QUICK ANSWER – What dog food brands should you avoid?

Avoid any brand whose label lists BHA, BHT, or ethoxyquin as preservatives, corn or wheat as the first ingredient, vague ‘meat by-products’ or ‘animal digest,’ artificial dyes like Red 40 or Yellow 6, or corn syrup. Brands that consistently appear with these issues include Kibbles ’n Bits, Pedigree, Gravy Train, Alpo, and Ol’ Roy. The full explanation ingredient by ingredient and brand by brand is below.

First, Let Me Teach You How to Actually Read a Dog Food Label

Before I name a single brand, I want to give you the skill that makes this article actually useful long-term. Because brands change formulas. New bad brands launch every year. If you know what to look for on a label, you don’t need anyone to give you a list you can evaluate any bag yourself in sixty seconds.

The First Five Ingredients Rule

Ingredients are listed in order of weight, from most to least. This means the first five ingredients make up the vast majority of what’s actually in your dog’s food. If those first five are mostly grains, by-products, and fillers that’s what your dog is primarily eating. A food that lists ‘Ground Yellow Corn’ as the first ingredient is a corn-based food, regardless of what the front of the bag claims.

What you want to see: A specific, named meat source in the first position. ‘Deboned Chicken,’ ‘Lamb,’ ‘Salmon’ actual named proteins. What you don’t want: ‘Meat,’ ‘Poultry,’ or anything preceded by ‘Animal.’ Vague means low quality and low transparency

The AAFCO Statement

Every legitimate dog food should carry an AAFCO nutritional adequacy statement somewhere on the packaging. It will say something like: ‘formulated to meet the nutritional levels established by AAFCO Dog Food Nutrient Profiles.’ If this is missing entirely, that’s a serious red flag. It means the food hasn’t been validated against minimum nutritional standards.

The Specific Ingredients to Avoid And Why Each One Matters

This is the section I wish I’d had when I first got Churro. I’m going through each red flag ingredient one by one what it is, why it’s in there, and why you should care.

RED FLAG: BHA (Butylated Hydroxyanisole) and BHT (Butylated Hydroxytoluene)

These are synthetic chemical preservatives used to stop fats from going rancid and extend shelf life. They’re cheap and effective, which is why budget brands love them. The problem: BHA and BHT have been linked to cancer in lab animal studies, and they bio-accumulate meaning they build up in your dog’s system over time with repeated exposure. BHA is actually listed as a possible human carcinogen. Several countries have restricted or banned these in human food, yet they remain legal in pet food in the US.

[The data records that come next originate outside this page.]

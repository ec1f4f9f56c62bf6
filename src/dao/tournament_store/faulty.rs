//! Test backend wrapping the memory store; chosen operations can be made to fail.

use std::{
    collections::HashSet,
    io,
    sync::{Arc, Mutex},
};

use futures::future::BoxFuture;

use super::{TournamentStore, memory::MemoryTournamentStore};
use crate::dao::{
    models::{
        NewHistoryEntry, NewTournament, NewTournamentPlayer, PlayerHistoryEntity,
        TournamentEntity, TournamentPlayerEntity, TournamentScoreEntity, UniversalPlayerEntity,
    },
    storage::{StorageError, StorageResult},
};

/// Memory store with switchable failures.
#[derive(Clone, Default)]
pub struct FaultyTournamentStore {
    inner: MemoryTournamentStore,
    failing: Arc<Mutex<HashSet<&'static str>>>,
    add_history_budget: Arc<Mutex<Option<usize>>>,
}

impl FaultyTournamentStore {
    pub fn new() -> Self {
        Self::default()
    }

    /// Make every later call of `operation` fail.
    pub fn fail(&self, operation: &'static str) {
        self.failing.lock().unwrap().insert(operation);
    }

    pub fn heal(&self) {
        self.failing.lock().unwrap().clear();
        *self.add_history_budget.lock().unwrap() = None;
    }

    /// Let `count` more history inserts through, then fail the rest.
    pub fn allow_history_inserts(&self, count: usize) {
        *self.add_history_budget.lock().unwrap() = Some(count);
    }

    fn check(&self, operation: &'static str) -> StorageResult<()> {
        if self.failing.lock().unwrap().contains(operation) {
            return Err(injected(operation));
        }
        Ok(())
    }

    fn check_history_insert(&self) -> StorageResult<()> {
        self.check("add_history")?;
        let mut budget = self.add_history_budget.lock().unwrap();
        match budget.as_mut() {
            Some(0) => Err(injected("add_history")),
            Some(left) => {
                *left -= 1;
                Ok(())
            }
            None => Ok(()),
        }
    }
}

fn injected(operation: &'static str) -> StorageError {
    StorageError::unavailable(operation.to_owned(), io::Error::other("injected failure"))
}

macro_rules! guarded {
    ($self:ident, $operation:literal, $call:expr) => {{
        if let Err(err) = $self.check($operation) {
            return Box::pin(async move { Err(err) });
        }
        $call
    }};
}

impl TournamentStore for FaultyTournamentStore {
    fn create_tournament(
        &self,
        tournament: NewTournament,
    ) -> BoxFuture<'static, StorageResult<TournamentEntity>> {
        guarded!(self, "create_tournament", TournamentStore::create_tournament(&self.inner, tournament))
    }

    fn save_tournament(&self, tournament: TournamentEntity) -> BoxFuture<'static, StorageResult<()>> {
        guarded!(self, "save_tournament", TournamentStore::save_tournament(&self.inner, tournament))
    }

    fn find_tournament_by_code(
        &self,
        code: String,
    ) -> BoxFuture<'static, StorageResult<Option<TournamentEntity>>> {
        guarded!(self, "find_tournament_by_code", TournamentStore::find_tournament_by_code(&self.inner, code))
    }

    fn list_tournaments(&self) -> BoxFuture<'static, StorageResult<Vec<TournamentEntity>>> {
        guarded!(self, "list_tournaments", TournamentStore::list_tournaments(&self.inner))
    }

    fn delete_tournament(&self, id: i64) -> BoxFuture<'static, StorageResult<bool>> {
        guarded!(self, "delete_tournament", TournamentStore::delete_tournament(&self.inner, id))
    }

    fn create_tournament_player(
        &self,
        player: NewTournamentPlayer,
    ) -> BoxFuture<'static, StorageResult<TournamentPlayerEntity>> {
        guarded!(self, "create_tournament_player", TournamentStore::create_tournament_player(&self.inner, player))
    }

    fn save_tournament_player(
        &self,
        player: TournamentPlayerEntity,
    ) -> BoxFuture<'static, StorageResult<()>> {
        guarded!(self, "save_tournament_player", TournamentStore::save_tournament_player(&self.inner, player))
    }

    fn find_tournament_player(
        &self,
        id: i64,
    ) -> BoxFuture<'static, StorageResult<Option<TournamentPlayerEntity>>> {
        guarded!(self, "find_tournament_player", TournamentStore::find_tournament_player(&self.inner, id))
    }

    fn list_tournament_players(
        &self,
        tournament_id: i64,
    ) -> BoxFuture<'static, StorageResult<Vec<TournamentPlayerEntity>>> {
        guarded!(self, "list_tournament_players", TournamentStore::list_tournament_players(&self.inner, tournament_id))
    }

    fn list_players_for_universal(
        &self,
        universal_player_id: i64,
    ) -> BoxFuture<'static, StorageResult<Vec<TournamentPlayerEntity>>> {
        guarded!(
            self,
            "list_players_for_universal",
            TournamentStore::list_players_for_universal(&self.inner, universal_player_id)
        )
    }

    fn relink_tournament_players(
        &self,
        from: i64,
        to: i64,
    ) -> BoxFuture<'static, StorageResult<u64>> {
        guarded!(self, "relink_tournament_players", TournamentStore::relink_tournament_players(&self.inner, from, to))
    }

    fn upsert_score(
        &self,
        score: TournamentScoreEntity,
    ) -> BoxFuture<'static, StorageResult<TournamentScoreEntity>> {
        guarded!(self, "upsert_score", TournamentStore::upsert_score(&self.inner, score))
    }

    fn list_scores(
        &self,
        tournament_id: i64,
    ) -> BoxFuture<'static, StorageResult<Vec<TournamentScoreEntity>>> {
        guarded!(self, "list_scores", TournamentStore::list_scores(&self.inner, tournament_id))
    }

    fn create_universal_player(
        &self,
        name: String,
    ) -> BoxFuture<'static, StorageResult<UniversalPlayerEntity>> {
        guarded!(self, "create_universal_player", TournamentStore::create_universal_player(&self.inner, name))
    }

    fn save_universal_player(
        &self,
        player: UniversalPlayerEntity,
    ) -> BoxFuture<'static, StorageResult<()>> {
        guarded!(self, "save_universal_player", TournamentStore::save_universal_player(&self.inner, player))
    }

    fn find_universal_player(
        &self,
        id: i64,
    ) -> BoxFuture<'static, StorageResult<Option<UniversalPlayerEntity>>> {
        guarded!(self, "find_universal_player", TournamentStore::find_universal_player(&self.inner, id))
    }

    fn list_universal_players(
        &self,
    ) -> BoxFuture<'static, StorageResult<Vec<UniversalPlayerEntity>>> {
        guarded!(self, "list_universal_players", TournamentStore::list_universal_players(&self.inner))
    }

    fn delete_universal_player(&self, id: i64) -> BoxFuture<'static, StorageResult<bool>> {
        guarded!(self, "delete_universal_player", TournamentStore::delete_universal_player(&self.inner, id))
    }

    fn add_history(
        &self,
        entry: NewHistoryEntry,
    ) -> BoxFuture<'static, StorageResult<PlayerHistoryEntity>> {
        if let Err(err) = self.check_history_insert() {
            return Box::pin(async move { Err(err) });
        }
        TournamentStore::add_history(&self.inner, entry)
    }

    fn list_history(
        &self,
        universal_player_id: i64,
    ) -> BoxFuture<'static, StorageResult<Vec<PlayerHistoryEntity>>> {
        guarded!(self, "list_history", TournamentStore::list_history(&self.inner, universal_player_id))
    }

    fn delete_history(&self, id: i64) -> BoxFuture<'static, StorageResult<bool>> {
        guarded!(self, "delete_history", TournamentStore::delete_history(&self.inner, id))
    }

    fn reassign_history(&self, from: i64, to: i64) -> BoxFuture<'static, StorageResult<u64>> {
        guarded!(self, "reassign_history", TournamentStore::reassign_history(&self.inner, from, to))
    }

    fn health_check(&self) -> BoxFuture<'static, StorageResult<()>> {
        guarded!(self, "health_check", TournamentStore::health_check(&self.inner))
    }

    fn try_reconnect(&self) -> BoxFuture<'static, StorageResult<()>> {
        guarded!(self, "try_reconnect", TournamentStore::try_reconnect(&self.inner))
    }
}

What you want instead: Mixed tocopherols (natural Vitamin E), ascorbic acid (Vitamin C), or rosemary extract. These preserve food naturally without the chemical concerns.

RED FLAG: Ethoxyquin

Another synthetic preservative, originally developed as a pesticide and rubber hardener. It’s been linked to liver and kidney damage in dogs at high doses. The FDA has asked manufacturers to voluntarily reduce it, and most reputable brands have moved away from it. But it still shows up in some budget foods, particularly in fish-based formulas, where it’s sometimes added to fish meal before it even reaches the dog
food manufacturer.

RED FLAG: Meat By-Products and Animal Digest

This is the one that got me the most when I first understood it. ‘Meat by-products’ can legally include things like lungs, kidneys, and intestines which aren’t inherently terrible but also bones, blood, and fatty tissue. The problem isn’t just the quality. It’s the vagueness. You genuinely don’t know what you’re getting because it’s not specified. ‘Animal digest’ is even more vague, it’s a chemically treated slurry of various animal parts used as a flavour coating on kibble. It’s essentially the thing that makes terrible food smell appealing to dogs.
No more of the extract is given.